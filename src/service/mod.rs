//! Data Service boundary.
//!
//! The reconciler only ever talks to the backend through [`DataService`].
//! [`HttpDataService`] is the production implementation; tests plug in fakes.

use std::future::Future;
use std::sync::Arc;

use chrono::{DateTime, Utc};
use serde::{Deserialize, Serialize};

use crate::error::ApiError;
use crate::models::{
    Alert, AlertId, LinkForm, NetworkLink, NodeForm, NodeId, Page, SensorId, SensorNode,
    SensorReading, Threshold, ThresholdForm, ThresholdId, UserId,
};

mod http;

pub use http::HttpDataService;

pub type ApiResult<T> = Result<T, ApiError>;

// ---

/// Alert listing filter. `acknowledged: Some(false)` is the pending-only view.
#[derive(Debug, Clone, Copy, Default, PartialEq, Eq, Serialize, Deserialize)]
pub struct AlertFilter {
    pub acknowledged: Option<bool>,
}

impl AlertFilter {
    pub fn all() -> Self {
        Self { acknowledged: None }
    }

    pub fn pending() -> Self {
        Self {
            acknowledged: Some(false),
        }
    }

    pub fn is_pending_only(&self) -> bool {
        self.acknowledged == Some(false)
    }
}

/// Parameters of one paginated listing request.
#[derive(Debug, Clone, PartialEq)]
pub struct PageRequest<F> {
    pub filter: F,
    pub page: u32,
    pub size: u32,
}

impl<F> PageRequest<F> {
    pub fn new(filter: F, page: u32, size: u32) -> Self {
        Self { filter, page, size }
    }
}

#[derive(Debug, Clone, Copy, PartialEq, Eq)]
pub struct TimeRange {
    pub start: DateTime<Utc>,
    pub end: DateTime<Utc>,
}

#[derive(Debug, Clone, Default, PartialEq)]
pub struct ReadingFilter {
    pub sensor_id: Option<SensorId>,
    pub node_id: Option<NodeId>,
    pub range: Option<TimeRange>,
}

/// Request/response API of the WSN backend.
///
/// All calls are single-attempt from the caller's point of view. An
/// implementation may retry internally only for the auth refresh.
pub trait DataService: Send + Sync {
    // ---
    fn list_alerts(
        &self,
        request: &PageRequest<AlertFilter>,
    ) -> impl Future<Output = ApiResult<Page<Alert>>> + Send;

    fn acknowledge_alert(
        &self,
        alert_id: AlertId,
        user_id: UserId,
    ) -> impl Future<Output = ApiResult<Alert>> + Send;

    fn list_nodes(
        &self,
        request: &PageRequest<()>,
    ) -> impl Future<Output = ApiResult<Page<SensorNode>>> + Send;

    fn get_node(&self, node_id: &str) -> impl Future<Output = ApiResult<SensorNode>> + Send;

    fn create_node(&self, form: &NodeForm) -> impl Future<Output = ApiResult<SensorNode>> + Send;

    fn update_node(
        &self,
        node_id: &str,
        form: &NodeForm,
    ) -> impl Future<Output = ApiResult<SensorNode>> + Send;

    fn delete_node(&self, node_id: &str) -> impl Future<Output = ApiResult<()>> + Send;

    fn list_readings(
        &self,
        filter: &ReadingFilter,
    ) -> impl Future<Output = ApiResult<Vec<SensorReading>>> + Send;

    fn get_topology(&self) -> impl Future<Output = ApiResult<Vec<NetworkLink>>> + Send;

    fn create_link(&self, form: &LinkForm) -> impl Future<Output = ApiResult<NetworkLink>> + Send;

    fn list_thresholds(
        &self,
        request: &PageRequest<()>,
    ) -> impl Future<Output = ApiResult<Page<Threshold>>> + Send;

    fn update_threshold(
        &self,
        threshold_id: ThresholdId,
        form: &ThresholdForm,
    ) -> impl Future<Output = ApiResult<Threshold>> + Send;
}

/// Shared handles forward to the underlying service, so the push channel and
/// the reconciler can use one client.
impl<T: DataService> DataService for Arc<T> {
    // ---
    fn list_alerts(
        &self,
        request: &PageRequest<AlertFilter>,
    ) -> impl Future<Output = ApiResult<Page<Alert>>> + Send {
        (**self).list_alerts(request)
    }

    fn acknowledge_alert(
        &self,
        alert_id: AlertId,
        user_id: UserId,
    ) -> impl Future<Output = ApiResult<Alert>> + Send {
        (**self).acknowledge_alert(alert_id, user_id)
    }

    fn list_nodes(
        &self,
        request: &PageRequest<()>,
    ) -> impl Future<Output = ApiResult<Page<SensorNode>>> + Send {
        (**self).list_nodes(request)
    }

    fn get_node(&self, node_id: &str) -> impl Future<Output = ApiResult<SensorNode>> + Send {
        (**self).get_node(node_id)
    }

    fn create_node(&self, form: &NodeForm) -> impl Future<Output = ApiResult<SensorNode>> + Send {
        (**self).create_node(form)
    }

    fn update_node(
        &self,
        node_id: &str,
        form: &NodeForm,
    ) -> impl Future<Output = ApiResult<SensorNode>> + Send {
        (**self).update_node(node_id, form)
    }

    fn delete_node(&self, node_id: &str) -> impl Future<Output = ApiResult<()>> + Send {
        (**self).delete_node(node_id)
    }

    fn list_readings(
        &self,
        filter: &ReadingFilter,
    ) -> impl Future<Output = ApiResult<Vec<SensorReading>>> + Send {
        (**self).list_readings(filter)
    }

    fn get_topology(&self) -> impl Future<Output = ApiResult<Vec<NetworkLink>>> + Send {
        (**self).get_topology()
    }

    fn create_link(&self, form: &LinkForm) -> impl Future<Output = ApiResult<NetworkLink>> + Send {
        (**self).create_link(form)
    }

    fn list_thresholds(
        &self,
        request: &PageRequest<()>,
    ) -> impl Future<Output = ApiResult<Page<Threshold>>> + Send {
        (**self).list_thresholds(request)
    }

    fn update_threshold(
        &self,
        threshold_id: ThresholdId,
        form: &ThresholdForm,
    ) -> impl Future<Output = ApiResult<Threshold>> + Send {
        (**self).update_threshold(threshold_id, form)
    }
}
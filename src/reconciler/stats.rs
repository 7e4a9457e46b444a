//! Summary statistics over an already-loaded reading window.

use serde::Serialize;
use thiserror::Error;

use crate::models::SensorReading;

// ---

#[derive(Debug, Clone, Copy, PartialEq, Eq, Serialize)]
#[serde(rename_all = "lowercase")]
pub enum Trend {
    Up,
    Down,
    Stable,
}

/// Trend classification policy. The default threshold of 0.1 is
/// uncalibrated, hence configurable.
#[derive(Debug, Clone, Copy, PartialEq)]
pub struct TrendPolicy {
    pub threshold: f64,
}

impl Default for TrendPolicy {
    fn default() -> Self {
        Self { threshold: 0.1 }
    }
}

impl TrendPolicy {
    pub fn classify(&self, first: f64, last: f64) -> Trend {
        // ---
        let delta = last - first;
        if delta > self.threshold {
            Trend::Up
        } else if delta < -self.threshold {
            Trend::Down
        } else {
            Trend::Stable
        }
    }
}

#[derive(Debug, Clone, Copy, PartialEq, Serialize)]
pub struct Stats {
    pub average: f64,
    pub min: f64,
    pub max: f64,
    pub trend: Trend,
    pub count: usize,
    pub latest: f64,
}

#[derive(Debug, Clone, Copy, PartialEq, Eq, Error)]
pub enum StatsError {
    #[error("cannot compute statistics over an empty reading window")]
    EmptyWindow,
}

/// Mean, min, max and trend of `readings`, taken in the order given.
///
/// The trend compares the last value against the first.
pub fn compute_stats(readings: &[SensorReading], policy: &TrendPolicy) -> Result<Stats, StatsError> {
    // ---
    let (first, last) = match (readings.first(), readings.last()) {
        (Some(first), Some(last)) => (first.value, last.value),
        _ => return Err(StatsError::EmptyWindow),
    };

    let mut sum = 0.0;
    let mut min = f64::INFINITY;
    let mut max = f64::NEG_INFINITY;
    for r in readings {
        sum += r.value;
        min = min.min(r.value);
        max = max.max(r.value);
    }

    Ok(Stats {
        average: sum / readings.len() as f64,
        min,
        max,
        trend: policy.classify(first, last),
        count: readings.len(),
        latest: last,
    })
}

---------------

Pull out every line of the records above that contains the word "NodeForm".

**REPLY TO THE TASK:**
    Alert, AlertId, LinkForm, NetworkLink, NodeForm, NodeId, Page, SensorId, SensorNode,
    fn create_node(&self, form: &NodeForm) -> impl Future<Output = ApiResult<SensorNode>> + Send;
        form: &NodeForm,
    fn create_node(&self, form: &NodeForm) -> impl Future<Output = ApiResult<SensorNode>> + Send {
        form: &NodeForm,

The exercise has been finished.